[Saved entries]
□ □ □
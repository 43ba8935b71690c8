//! Text width estimation for badge layout.
//!
//! Approximates the advance widths of a proportional sans-serif face by
//! glyph class, in ems. Close enough to size badge rows without shipping a
//! font file.

/// Default font size of badge labels, in px.
pub const DEFAULT_FONT_SIZE: f64 = 16.0;

fn glyph_width(c: char) -> f64 {
    match c {
        ' ' => 0.25,
        'i' | 'j' | 'l' | '.' | ',' | ':' | ';' | '\'' | '|' | '!' => 0.25,
        'f' | 't' | 'r' | 'I' | '(' | ')' | '-' | '[' | ']' => 0.35,
        'm' | 'w' => 0.85,
        'M' | 'W' => 0.9,
        '0'..='9' => 0.56,
        c if c.is_ascii_lowercase() => 0.54,
        c if c.is_ascii_uppercase() => 0.65,
        _ => 0.6,
    }
}

/// Estimated rendered width of `text` at `font_size` px.
pub fn text_width(text: &str, font_size: f64) -> f64 {
    text.chars().map(glyph_width).sum::<f64>() * font_size
}

/// Format a pixel value for an SVG attribute.
pub fn px(value: f64) -> String {
    let rounded = (value * 10.0).round() / 10.0;
    if rounded.fract() == 0.0 {
        format!("{}", rounded as i64)
    } else {
        format!("{:.1}", rounded)
    }
}
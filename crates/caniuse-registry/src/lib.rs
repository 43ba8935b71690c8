//! caniuse-registry: browser display names and filter groups
//!
//! Static lookup tables consumed by the presentation layers. The resolver
//! never reads them.
pub mod browsers;
pub mod filters;

pub use browsers::{browser_display_name, BrowserName};
pub use filters::{all_filter_names, filter_result, get_browser_filter, BrowserFilter};
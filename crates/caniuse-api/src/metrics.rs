//! Prometheus counters served at `/metrics`.
use prometheus::{Encoder, IntCounterVec, Opts, Registry, TextEncoder};

#[derive(Clone)]
pub struct Metrics {
    registry: Registry,
    /// Requests by endpoint
    pub requests: IntCounterVec,
    /// Failed requests by reason
    pub failures: IntCounterVec,
}

impl Metrics {
    pub fn new() -> Result<Self, prometheus::Error> {
        let registry = Registry::new();
        let requests = IntCounterVec::new(
            Opts::new("caniuse_requests_total", "Requests served by endpoint"),
            &["endpoint"],
        )?;
        let failures = IntCounterVec::new(
            Opts::new("caniuse_failures_total", "Failed requests by reason"),
            &["reason"],
        )?;
        registry.register(Box::new(requests.clone()))?;
        registry.register(Box::new(failures.clone()))?;

        Ok(Self {
            registry,
            requests,
            failures,
        })
    }

    pub fn request(&self, endpoint: &str) {
        self.requests.with_label_values(&[endpoint]).inc();
    }

    pub fn failure(&self, reason: &str) {
        self.failures.with_label_values(&[reason]).inc();
    }

    pub fn encode(&self) -> Result<String, prometheus::Error> {
        let encoder = TextEncoder::new();
        let mut buffer = Vec::new();
        encoder.encode(&self.registry.gather(), &mut buffer)?;
        Ok(String::from_utf8_lossy(&buffer).to_string())
    }
}
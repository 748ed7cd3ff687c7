//! Pipeline state persistence: one JSON file per run date under
//! `<report dir>/state/`. The schema is stable; new fields may only be
//! added. Write failure is fatal to the run.

use screener_core::{PipelineState, ScreenError, ScreenResult};
use std::path::{Path, PathBuf};

pub fn state_path(report_dir: &Path, state: &PipelineState) -> PathBuf {
    report_dir
        .join("state")
        .join(format!("{}_pipeline_state.json", state.date))
}

pub fn write(report_dir: &Path, state: &PipelineState) -> ScreenResult<PathBuf> {
    let path = state_path(report_dir, state);
    let parent = path.parent().expect("state path always has a parent");
    std::fs::create_dir_all(parent)
        .map_err(|e| ScreenError::StateWriteFailed(format!("{}: {}", parent.display(), e)))?;

    let json = serde_json::to_vec_pretty(state)
        .map_err(|e| ScreenError::StateWriteFailed(e.to_string()))?;
    std::fs::write(&path, json)
        .map_err(|e| ScreenError::StateWriteFailed(format!("{}: {}", path.display(), e)))?;

    tracing::info!("state written: {}", path.display());
    Ok(path)
}

pub fn read(path: &Path) -> ScreenResult<PipelineState> {
    let raw = std::fs::read_to_string(path)?;
    Ok(serde_json::from_str(&raw)?)
}

#[cfg(test)]
mod tests {
    use super::*;
    use chrono::{NaiveDate, Utc};
    use screener_core::{MarketSentiment, Regime, ReportPaths};
    use std::collections::BTreeMap;

    fn state() -> PipelineState {
        PipelineState {
            date: NaiveDate::from_ymd_opt(2025, 7, 10).unwrap(),
            started_at: Utc::now(),
            finished_at: Utc::now(),
            duration_sec: 33.0,
            phase_timings: BTreeMap::from([
                ("scan".to_string(), 20.0),
                ("predict".to_string(), 8.0),
            ]),
            universe_name: "au".to_string(),
            scanned_count: 200,
            predicted_count: 198,
            top_opportunities: vec![],
            market_sentiment: MarketSentiment::neutral(),
            regime: Regime::neutral(),
            errors: vec![],
            warnings: vec!["NAB.AX: rate limited".to_string()],
            cancelled: false,
            report_paths: ReportPaths::default(),
        }
    }

    #[test]
    fn write_then_read_preserves_fields() {
        let tmp = tempfile::tempdir().unwrap();
        let path = write(tmp.path(), &state()).unwrap();
        assert!(path.ends_with("state/2025-07-10_pipeline_state.json"));

        let back = read(&path).unwrap();
        assert_eq!(back.scanned_count, 200);
        assert_eq!(back.predicted_count, 198);
        assert_eq!(back.phase_timings, state().phase_timings);
        assert_eq!(back.warnings, state().warnings);
        assert!(!back.cancelled);
    }

    #[test]
    fn unwritable_dir_is_state_write_failed() {
        let tmp = tempfile::tempdir().unwrap();
        // A file where the state directory should be.
        std::fs::write(tmp.path().join("state"), b"blocking file").unwrap();

        let err = write(tmp.path(), &state()).unwrap_err();
        assert!(matches!(err, ScreenError::StateWriteFailed(_)));
    }
}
□ □ □
» TASK DIRECTIONS:
Give the entries again exactly as they stand.

» RESPONSE TO THIS TASK:
repository 43ba8935b71690c8
//! Text width estimation for badge layout.
//!
//! Approximates the advance widths of a proportional sans-serif face by
//! glyph class, in ems. Close enough to size badge rows without shipping a
//! font file.

/// Default font size of badge labels, in px.
pub const DEFAULT_FONT_SIZE: f64 = 16.0;

fn glyph_width(c: char) -> f64 {
    match c {
        ' ' => 0.25,
        'i' | 'j' | 'l' | '.' | ',' | ':' | ';' | '\'' | '|' | '!' => 0.25,
        'f' | 't' | 'r' | 'I' | '(' | ')' | '-' | '[' | ']' => 0.35,
        'm' | 'w' => 0.85,
        'M' | 'W' => 0.9,
        '0'..='9' => 0.56,
        c if c.is_ascii_lowercase() => 0.54,
        c if c.is_ascii_uppercase() => 0.65,
        _ => 0.6,
    }
}

/// Estimated rendered width of `text` at `font_size` px.
pub fn text_width(text: &str, font_size: f64) -> f64 {
    text.chars().map(glyph_width).sum::<f64>() * font_size
}

/// Format a pixel value for an SVG attribute.
pub fn px(value: f64) -> String {
    let rounded = (value * 10.0).round() / 10.0;
    if rounded.fract() == 0.0 {
        format!("{}", rounded as i64)
    } else {
        format!("{:.1}", rounded)
    }
}
filename crates/caniuse-registry/src/lib.rs
repository 43ba8935b71690c8
//! caniuse-registry: browser display names and filter groups
//!
//! Static lookup tables consumed by the presentation layers. The resolver
//! never reads them.
pub mod browsers;
pub mod filters;

pub use browsers::{browser_display_name, BrowserName};
pub use filters::{all_filter_names, filter_result, get_browser_filter, BrowserFilter};
filename crates/caniuse-api/src/metrics.rs
//! Prometheus counters served at `/metrics`.
use prometheus::{Encoder, IntCounterVec, Opts, Registry, TextEncoder};

#[derive(Clone)]
pub struct Metrics {
    registry: Registry,
    /// Requests by endpoint
    pub requests: IntCounterVec,
    /// Failed requests by reason
    pub failures: IntCounterVec,
}

impl Metrics {
    pub fn new() -> Result<Self, prometheus::Error> {
        let registry = Registry::new();
        let requests = IntCounterVec::new(
            Opts::new("caniuse_requests_total", "Requests served by endpoint"),
            &["endpoint"],
        )?;
        let failures = IntCounterVec::new(
            Opts::new("caniuse_failures_total", "Failed requests by reason"),
            &["reason"],
        )?;
        registry.register(Box::new(requests.clone()))?;
        registry.register(Box::new(failures.clone()))?;

        Ok(Self {
            registry,
            requests,
            failures,
        })
    }

    pub fn request(&self, endpoint: &str) {
        self.requests.with_label_values(&[endpoint]).inc();
    }

    pub fn failure(&self, reason: &str) {
        self.failures.with_label_values(&[reason]).inc();
    }

    pub fn encode(&self) -> Result<String, prometheus::Error> {
        let encoder = TextEncoder::new();
        let mut buffer = Vec::new();
        encoder.encode(&self.registry.gather(), &mut buffer)?;
        Ok(String::from_utf8_lossy(&buffer).to_string())
    }
}
repository 748ed7cd3ff687c7
//! Pipeline state persistence: one JSON file per run date under
//! `<report dir>/state/`. The schema is stable; new fields may only be
//! added. Write failure is fatal to the run.

use screener_core::{PipelineState, ScreenError, ScreenResult};
use std::path::{Path, PathBuf};

pub fn state_path(report_dir: &Path, state: &PipelineState) -> PathBuf {
    report_dir
        .join("state")
        .join(format!("{}_pipeline_state.json", state.date))
}

pub fn write(report_dir: &Path, state: &PipelineState) -> ScreenResult<PathBuf> {
    let path = state_path(report_dir, state);
    let parent = path.parent().expect("state path always has a parent");
    std::fs::create_dir_all(parent)
        .map_err(|e| ScreenError::StateWriteFailed(format!("{}: {}", parent.display(), e)))?;

    let json = serde_json::to_vec_pretty(state)
        .map_err(|e| ScreenError::StateWriteFailed(e.to_string()))?;
    std::fs::write(&path, json)
        .map_err(|e| ScreenError::StateWriteFailed(format!("{}: {}", path.display(), e)))?;

    tracing::info!("state written: {}", path.display());
    Ok(path)
}

pub fn read(path: &Path) -> ScreenResult<PipelineState> {
    let raw = std::fs::read_to_string(path)?;
    Ok(serde_json::from_str(&raw)?)
}

#[cfg(test)]
mod tests {
    use super::*;
    use chrono::{NaiveDate, Utc};
    use screener_core::{MarketSentiment, Regime, ReportPaths};
    use std::collections::BTreeMap;

    fn state() -> PipelineState {
        PipelineState {
            date: NaiveDate::from_ymd_opt(2025, 7, 10).unwrap(),
            started_at: Utc::now(),
            finished_at: Utc::now(),
            duration_sec: 33.0,
            phase_timings: BTreeMap::from([
                ("scan".to_string(), 20.0),
                ("predict".to_string(), 8.0),
            ]),
            universe_name: "au".to_string(),
            scanned_count: 200,
            predicted_count: 198,
            top_opportunities: vec![],
            market_sentiment: MarketSentiment::neutral(),
            regime: Regime::neutral(),
            errors: vec![],
            warnings: vec!["NAB.AX: rate limited".to_string()],
            cancelled: false,
            report_paths: ReportPaths::default(),
        }
    }

    #[test]
    fn write_then_read_preserves_fields() {
        let tmp = tempfile::tempdir().unwrap();
        let path = write(tmp.path(), &state()).unwrap();
        assert!(path.ends_with("state/2025-07-10_pipeline_state.json"));

        let back = read(&path).unwrap();
        assert_eq!(back.scanned_count, 200);
        assert_eq!(back.predicted_count, 198);
        assert_eq!(back.phase_timings, state().phase_timings);
        assert_eq!(back.warnings, state().warnings);
        assert!(!back.cancelled);
    }

    #[test]
    fn unwritable_dir_is_state_write_failed() {
        let tmp = tempfile::tempdir().unwrap();
        // A file where the state directory should be.
        std::fs::write(tmp.path().join("state"), b"blocking file").unwrap();

        let err = write(tmp.path(), &state()).unwrap_err();
        assert!(matches!(err, ScreenError::StateWriteFailed(_)));
    }
}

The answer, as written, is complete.